How to complete this task — For the entries below, print exactly the lines between the line holding "pub fn new()" and the line holding "Some((_, slot)) =>", inclusive, and nothing else.

Data shown —
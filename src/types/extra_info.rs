//! Diagnostic key/value metadata attached to an [`ErrorValue`](crate::ErrorValue).
//!
//! [`ExtraInfo`] keeps keys unique with last-write-wins semantics while
//! preserving the position of the first insertion, so rendering is
//! deterministic regardless of how often a key is overwritten.
//!
//! # Examples
//!
//! ```
//! use control_core_error::{ExtraInfo, InfoValue};
//!
//! let mut info = ExtraInfo::new();
//! info.insert("udid", "A1B2");
//! info.insert("attempts", 3_u32);
//! info.insert("udid", "C3D4");
//!
//! assert_eq!(info.len(), 2);
//! assert_eq!(info.get("udid"), Some(&InfoValue::from("C3D4")));
//! ```
use core::fmt::{self, Display};
use std::collections::BTreeMap;

use crate::types::ErrorVec;
#[cfg(feature = "serde")]
use serde::{Deserialize, Serialize};

/// A single diagnostic value.
///
/// Scalars cover the common cases; `List` and `Map` nest arbitrarily, so any
/// structured payload (paths, environment snapshots, device lists) fits.
#[cfg_attr(feature = "serde", derive(Serialize, Deserialize))]
#[cfg_attr(feature = "serde", serde(untagged))]
#[derive(Debug, Clone, PartialEq)]
pub enum InfoValue {
    Bool(bool),
    Int(i64),
    UInt(u64),
    Float(f64),
    Str(String),
    List(Vec<InfoValue>),
    /// Sorted by key.
    Map(BTreeMap<String, InfoValue>),
}

impl Display for InfoValue {
    fn fmt(&self, f: &mut fmt::Formatter<'_>) -> fmt::Result {
        match self {
            Self::Bool(v) => write!(f, "{v}"),
            Self::Int(v) => write!(f, "{v}"),
            Self::UInt(v) => write!(f, "{v}"),
            Self::Float(v) => write!(f, "{v}"),
            Self::Str(v) => f.write_str(v),
            Self::List(items) => {
                f.write_str("[")?;
                for (i, item) in items.iter().enumerate() {
                    if i > 0 {
                        f.write_str(", ")?;
                    }
                    write!(f, "{item}")?;
                }
                f.write_str("]")
            },
            Self::Map(entries) => {
                f.write_str("{")?;
                for (i, (key, value)) in entries.iter().enumerate() {
                    if i > 0 {
                        f.write_str(", ")?;
                    }
                    write!(f, "{key}={value}")?;
                }
                f.write_str("}")
            },
        }
    }
}

impl From<&str> for InfoValue {
    #[inline]
    fn from(value: &str) -> Self {
        Self::Str(value.to_owned())
    }
}

impl From<&String> for InfoValue {
    #[inline]
    fn from(value: &String) -> Self {
        Self::Str(value.clone())
    }
}

impl From<String> for InfoValue {
    #[inline]
    fn from(value: String) -> Self {
        Self::Str(value)
    }
}

impl From<char> for InfoValue {
    #[inline]
    fn from(value: char) -> Self {
        Self::Str(value.to_string())
    }
}

impl From<bool> for InfoValue {
    #[inline]
    fn from(value: bool) -> Self {
        Self::Bool(value)
    }
}

impl From<f64> for InfoValue {
    #[inline]
    fn from(value: f64) -> Self {
        Self::Float(value)
    }
}

impl From<f32> for InfoValue {
    #[inline]
    fn from(value: f32) -> Self {
        Self::Float(f64::from(value))
    }
}

impl<T: Into<InfoValue>> From<Vec<T>> for InfoValue {
    fn from(values: Vec<T>) -> Self {
        Self::List(values.into_iter().map(Into::into).collect())
    }
}

impl<T: Clone + Into<InfoValue>> From<&[T]> for InfoValue {
    fn from(values: &[T]) -> Self {
        Self::List(values.iter().cloned().map(Into::into).collect())
    }
}

impl<K: Into<String>, V: Into<InfoValue>> From<BTreeMap<K, V>> for InfoValue {
    fn from(entries: BTreeMap<K, V>) -> Self {
        Self::Map(entries.into_iter().map(|(k, v)| (k.into(), v.into())).collect())
    }
}

macro_rules! impl_from_int {
    ($variant:ident, $target:ty; $($ty:ty),*) => {
        $(
            impl From<$ty> for InfoValue {
                #[inline]
                fn from(value: $ty) -> Self {
                    Self::$variant(value as $target)
                }
            }
        )*
    };
}

impl_from_int!(Int, i64; i8, i16, i32, i64, isize);
impl_from_int!(UInt, u64; u8, u16, u32, u64, usize);

/// Ordered map of unique diagnostic keys.
#[must_use]
#[cfg_attr(feature = "serde", derive(Serialize, Deserialize))]
#[derive(Debug, Clone, Default, PartialEq)]
pub struct ExtraInfo {
    entries: ErrorVec<(String, InfoValue)>,
}

impl ExtraInfo {
    /// Creates an empty map.
    #[inline]
    pub fn new() -> Self {
        Self { entries: ErrorVec::new() }
    }

    /// Inserts `value` under `key`, returning the previous value if any.
    ///
    /// An overwritten key keeps its original position.
    pub fn insert<K, V>(&mut self, key: K, value: V) -> Option<InfoValue>
    where
        K: Into<String>,
        V: Into<InfoValue>,
    {
        let key = key.into();
        let value = value.into();
        match self.entries.iter_mut().find(|(k, _)| *k == key) {
            Some((_, slot)) => Some(core::mem::replace(slot, value)),
            None => {
                self.entries.push((key, value));
                None
            },
        }
    }

    #[inline]
    pub fn get(&self, key: &str) -> Option<&InfoValue> {
        self.entries.iter().find(|(k, _)| k == key).map(|(_, v)| v)
    }

    #[inline]
    pub fn contains_key(&self, key: &str) -> bool {
        self.get(key).is_some()
    }

    #[inline]
    pub fn len(&self) -> usize {
        self.entries.len()
    }

    #[inline]
    pub fn is_empty(&self) -> bool {
        self.entries.is_empty()
    }

    /// Iterates entries in first-insertion order.
    #[inline]
    pub fn iter(&self) -> impl Iterator<Item = (&str, &InfoValue)> {
        self.entries.iter().map(|(k, v)| (k.as_str(), v))
    }
}

impl<'a> IntoIterator for &'a ExtraInfo {
    type Item = (&'a str, &'a InfoValue);
    type IntoIter = core::iter::Map<
        core::slice::Iter<'a, (String, InfoValue)>,
        fn(&'a (String, InfoValue)) -> (&'a str, &'a InfoValue),
    >;

    fn into_iter(self) -> Self::IntoIter {
        fn split(entry: &(String, InfoValue)) -> (&str, &InfoValue) {
            (entry.0.as_str(), &entry.1)
        }
        self.entries.iter().map(split as fn(&'a (String, InfoValue)) -> (&'a str, &'a InfoValue))
    }
}

impl<K, V> FromIterator<(K, V)> for ExtraInfo
where
    K: Into<String>,
    V: Into<InfoValue>,
{
    fn from_iter<I: IntoIterator<Item = (K, V)>>(iter: I) -> Self {
        let mut info = Self::new();
        for (k, v) in iter {
            info.insert(k, v);
        }
        info
    }
}

impl Display for ExtraInfo {
    fn fmt(&self, f: &mut fmt::Formatter<'_>) -> fmt::Result {
        for (i, (key, value)) in self.iter().enumerate() {
            if i > 0 {
                f.write_str(", ")?;
            }
            write!(f, "{key}={value}")?;
        }
        Ok(())
    }
}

Result of the exercise —
    pub fn new() -> Self {
        Self { entries: ErrorVec::new() }
    }

    /// Inserts `value` under `key`, returning the previous value if any.
    ///
    /// An overwritten key keeps its original position.
    pub fn insert<K, V>(&mut self, key: K, value: V) -> Option<InfoValue>
    where
        K: Into<String>,
        V: Into<InfoValue>,
    {
        let key = key.into();
        let value = value.into();
        match self.entries.iter_mut().find(|(k, _)| *k == key) {
            Some((_, slot)) => Some(core::mem::replace(slot, value)),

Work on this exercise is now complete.